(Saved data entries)
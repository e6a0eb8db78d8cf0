//! Billing domain service.
//!
//! A bill is priced from one [`MonthSheet`] read, so the user lookup and the
//! month's records always come from the same store snapshot.

use std::sync::Arc;

use async_trait::async_trait;
use mockable::Clock;
use tracing::{error, info};

use crate::domain::ports::{AttendanceRepository, BillingQuery, GenerateBillRequest};
use crate::domain::service_support::{parse_month, parse_username, today};
use crate::domain::store_errors::{map_attendance_error, user_not_found};
use crate::domain::{AggregateResult, AttendanceRecord, Bill, Error, MonthSheet, RateTable};

/// Billing service implementing [`BillingQuery`].
#[derive(Clone)]
pub struct BillingService<A> {
    attendance_repo: Arc<A>,
    rates: RateTable,
    clock: Arc<dyn Clock>,
}

impl<A> BillingService<A> {
    /// Create a billing service applying `rates` unless a request overrides
    /// them.
    pub fn new(attendance_repo: Arc<A>, rates: RateTable, clock: Arc<dyn Clock>) -> Self {
        Self {
            attendance_repo,
            rates,
            clock,
        }
    }
}

#[async_trait]
impl<A> BillingQuery for BillingService<A>
where
    A: AttendanceRepository,
{
    async fn generate_bill(&self, request: GenerateBillRequest) -> Result<Bill, Error> {
        let username = parse_username(&request.username)?;
        let month = match request.month.as_deref() {
            Some(raw) => parse_month(raw)?,
            None => today(self.clock.as_ref()).year_month(),
        };

        let MonthSheet { user, records } = self
            .attendance_repo
            .month_sheet(&username, month)
            .await
            .map_err(map_attendance_error)?
            .ok_or_else(|| user_not_found(username.as_ref()))?;
        let counts = AggregateResult::from_flags(records.iter().map(AttendanceRecord::meals));

        let rates = request.rates.unwrap_or(self.rates);
        let bill = Bill::compute(&user, month, counts, rates).map_err(|err| {
            error!(error = %err, username = %username, month = %month, "bill computation failed");
            Error::internal(format!("bill computation failed: {err}"))
        })?;

        info!(
            username = %username,
            month = %month,
            total = bill.total(),
            "bill generated"
        );
        Ok(bill)
    }
}

#[cfg(test)]
mod tests {
    //! Regression coverage for this module.
    use super::*;
    use crate::domain::ports::{AttendanceRepositoryError, MockAttendanceRepository};
    use crate::domain::{
        DisplayName, ErrorCode, MealFlags, MealKind, Role, User, Username, YearMonth,
    };
    use chrono::{DateTime, Local, TimeZone, Utc};
    use rstest::rstest;

    struct FixtureClock;

    impl Clock for FixtureClock {
        fn local(&self) -> DateTime<Local> {
            self.utc().with_timezone(&Local)
        }

        fn utc(&self) -> DateTime<Utc> {
            Utc.with_ymd_and_hms(2026, 1, 15, 12, 0, 0)
                .single()
                .expect("valid fixture timestamp")
        }
    }

    fn alice_named() -> User {
        User::new(
            Username::new("alice").expect("valid username"),
            Some(DisplayName::new("Alice Liddell").expect("valid name")),
            Role::Student,
        )
    }

    /// 10 breakfasts, 8 lunches and 5 dinners spread over December 2025.
    fn december_sheet() -> MonthSheet {
        let records = (1..=10_u32)
            .map(|day| {
                AttendanceRecord::new(
                    i64::from(day),
                    Username::new("alice").expect("valid username"),
                    format!("2025-12-{day:02}").parse().expect("valid date"),
                    MealFlags {
                        breakfast: true,
                        lunch: day <= 8,
                        dinner: day <= 5,
                    },
                )
            })
            .collect();
        MonthSheet {
            user: alice_named(),
            records,
        }
    }

    fn make_service(
        attendance: MockAttendanceRepository,
    ) -> BillingService<MockAttendanceRepository> {
        BillingService::new(
            Arc::new(attendance),
            RateTable::default(),
            Arc::new(FixtureClock),
        )
    }

    fn request(username: &str, month: Option<&str>) -> GenerateBillRequest {
        GenerateBillRequest {
            username: username.to_owned(),
            month: month.map(str::to_owned),
            rates: None,
        }
    }

    #[rstest]
    #[tokio::test]
    async fn bills_the_requested_month() {
        let mut attendance = MockAttendanceRepository::new();
        attendance
            .expect_month_sheet()
            .withf(|username, month| username.as_ref() == "alice" && month.to_string() == "2025-12")
            .times(1)
            .return_once(|_, _| Ok(Some(december_sheet())));

        let bill = make_service(attendance)
            .generate_bill(request("alice", Some("2025-12")))
            .await
            .expect("bill");

        assert_eq!(bill.counts().breakfasts, 10);
        assert_eq!(bill.counts().lunches, 8);
        assert_eq!(bill.counts().dinners, 5);
        assert_eq!(bill.amount(MealKind::Lunch), 400);
        assert_eq!(bill.total(), 950);
        assert_eq!(bill.name(), "Alice Liddell");
    }

    #[rstest]
    #[tokio::test]
    async fn month_defaults_to_current_month() {
        let mut attendance = MockAttendanceRepository::new();
        attendance
            .expect_month_sheet()
            .withf(|_, month| *month == "2026-01".parse::<YearMonth>().expect("valid month"))
            .times(1)
            .return_once(|_, _| {
                Ok(Some(MonthSheet {
                    user: alice_named(),
                    records: Vec::new(),
                }))
            });

        let bill = make_service(attendance)
            .generate_bill(request("alice", None))
            .await
            .expect("zero bill");

        assert_eq!(bill.month().to_string(), "2026-01");
        assert_eq!(bill.total(), 0);
    }

    #[rstest]
    #[tokio::test]
    async fn request_rates_override_configured_rates() {
        let mut attendance = MockAttendanceRepository::new();
        attendance
            .expect_month_sheet()
            .return_once(|_, _| Ok(Some(december_sheet())));

        let bill = make_service(attendance)
            .generate_bill(GenerateBillRequest {
                rates: Some(RateTable::new(1, 2, 3).expect("valid rates")),
                ..request("alice", Some("2025-12"))
            })
            .await
            .expect("bill");

        assert_eq!(bill.total(), 10 + 16 + 15);
    }

    #[rstest]
    #[tokio::test]
    async fn a_missing_sheet_is_not_found() {
        let mut attendance = MockAttendanceRepository::new();
        attendance
            .expect_month_sheet()
            .times(1)
            .return_once(|_, _| Ok(None));

        let err = make_service(attendance)
            .generate_bill(request("ghost", Some("2025-12")))
            .await
            .expect_err("unknown user");

        assert_eq!(err.code(), ErrorCode::NotFound);
        assert_eq!(err.details().expect("details")["value"], "ghost");
    }

    #[rstest]
    #[tokio::test]
    async fn store_failures_are_internal_errors() {
        let mut attendance = MockAttendanceRepository::new();
        attendance
            .expect_month_sheet()
            .return_once(|_, _| Err(AttendanceRepositoryError::timeout("5000ms")));

        let err = make_service(attendance)
            .generate_bill(request("alice", Some("2025-12")))
            .await
            .expect_err("timeout");

        assert_eq!(err.code(), ErrorCode::InternalError);
    }

    #[rstest]
    #[tokio::test]
    async fn malformed_month_is_rejected() {
        let mut attendance = MockAttendanceRepository::new();
        attendance.expect_month_sheet().times(0);

        let err = make_service(attendance)
            .generate_bill(request("alice", Some("December")))
            .await
            .expect_err("malformed month");

        assert_eq!(err.code(), ErrorCode::InvalidRequest);
        assert_eq!(err.details().expect("details")["field"], "month");
    }
}
impl AttendanceDate {
    /// Parse a `YYYY-MM-DD` string.
    pub fn parse(raw: &str) -> Result<Self, AttendanceValidationError> {
        let trimmed = raw.trim();
        let invalid = || AttendanceValidationError::InvalidDate {
            value: raw.to_owned(),
        };
        if !has_date_shape(trimmed) {
            return Err(invalid());
        }
        NaiveDate::parse_from_str(trimmed, "%Y-%m-%d")
            .map(Self)
            .map_err(|_| invalid())
    }

    /// Wrap an already valid calendar date.
    pub fn from_naive(date: NaiveDate) -> Self {
        Self(date)
    }

    /// Underlying calendar date.
    pub fn as_naive(&self) -> NaiveDate {
        self.0
    }

    /// Month this date falls in.
    pub fn year_month(&self) -> YearMonth {
        YearMonth {
            year: self.0.year(),
            month: self.0.month(),
        }
    }
}

impl fmt::Display for AttendanceDate {
    fn fmt(&self, f: &mut fmt::Formatter<'_>) -> fmt::Result {
        write!(f, "{}", self.0.format("%Y-%m-%d"))
    }
}

impl FromStr for AttendanceDate {
    type Err = AttendanceValidationError;

    fn from_str(s: &str) -> Result<Self, Self::Err> {
        Self::parse(s)
    }
}

impl Serialize for AttendanceDate {
    fn serialize<S: serde::Serializer>(&self, serializer: S) -> Result<S::Ok, S::Error> {
        serializer.collect_str(self)
    }
}

/// Billing and filtering month, formatted `YYYY-MM`.
///
/// Month filters match stored dates by string prefix (`"2025-12-"`), so this
/// type only accepts the zero-padded form.
///
/// # Examples
/// ```
/// use messpro::domain::YearMonth;
///
/// let month: YearMonth = "2025-12".parse().unwrap();
/// assert_eq!(month.date_prefix(), "2025-12-");
/// assert!(month.matches("2025-12-31"));
/// assert!(!month.matches("2025-11-30"));
/// ```
#[derive(Debug, Clone, Copy, PartialEq, Eq, PartialOrd, Ord, Hash)]
pub struct YearMonth {
    year: i32,
    month: u32,
}

impl YearMonth {
    /// Parse a `YYYY-MM` string.
    pub fn parse(raw: &str) -> Result<Self, AttendanceValidationError> {
        let trimmed = raw.trim();
        let invalid = || AttendanceValidationError::InvalidMonth {
            value: raw.to_owned(),
        };
        let bytes = trimmed.as_bytes();
        let shaped = bytes.len() == 7
            && bytes.iter().enumerate().all(|(idx, byte)| match idx {
                4 => *byte == b'-',
                _ => byte.is_ascii_digit(),
            });
        if !shaped {
            return Err(invalid());
        }
        let (year, month) = trimmed.split_once('-').ok_or_else(invalid)?;
        let year: i32 = year.parse().map_err(|_| invalid())?;
        let month: u32 = month.parse().map_err(|_| invalid())?;
        if !(1..=12).contains(&month) {
            return Err(invalid());
        }
        Ok(Self { year, month })
    }

    /// Calendar year.
    pub fn year(&self) -> i32 {
        self.year
    }

    /// Month number, `1..=12`.
    pub fn month(&self) -> u32 {
        self.month
    }

    /// Prefix shared by every stored date in this month.
    pub fn date_prefix(&self) -> String {
        format!("{self}-")
    }

    /// String-prefix match against a stored date.
    pub fn matches(&self, stored_date: &str) -> bool {
        stored_date.starts_with(&self.date_prefix())
    }
}
//! Driving ports for the administrator dashboard.

use async_trait::async_trait;
use zeroize::Zeroizing;

use crate::domain::{Error, User};

/// Headline numbers shown on the admin dashboard.
#[derive(Debug, Clone, Copy, Default, PartialEq, Eq)]
pub struct DashboardStats {
    /// Users with the student role.
    pub total_students: u64,
    /// Attendance records dated today.
    pub meals_today: u64,
    /// Attendance records dated in the current month.
    pub meals_month: u64,
    /// Issues filed as complaints.
    pub complaints: u64,
}

/// Request to create a user on someone's behalf.
#[derive(Debug, Clone, PartialEq, Eq)]
pub struct AddUserRequest {
    /// Login name for the new user.
    pub username: String,
    /// Initial password, hashed before storage.
    pub password: Zeroizing<String>,
    /// Display name.
    pub name: Option<String>,
    /// `student` (default) or `admin`.
    pub role: Option<String>,
}

/// Read side of the admin dashboard.
#[cfg_attr(test, mockall::automock)]
#[async_trait]
pub trait AdminQuery: Send + Sync {
    /// Dashboard counters as of now.
    async fn dashboard_stats(&self) -> Result<DashboardStats, Error>;

    /// Every student, ordered by username.
    async fn list_students(&self) -> Result<Vec<User>, Error>;
}

/// Write side of the admin dashboard.
#[cfg_attr(test, mockall::automock)]
#[async_trait]
pub trait AdminCommand: Send + Sync {
    /// Create a user. Taken usernames yield `invalid_request`.
    async fn add_user(&self, request: AddUserRequest) -> Result<User, Error>;

    /// Delete a user with their attendance and issues. Unknown users yield
    /// `not_found`.
    async fn delete_user(&self, username: String) -> Result<(), Error>;
}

Problem statement | Check each line of the records above, and copy those that hold the word "lunches".

Result of the task |
    /// 10 breakfasts, 8 lunches and 5 dinners spread over December 2025.
        assert_eq!(bill.counts().lunches, 8);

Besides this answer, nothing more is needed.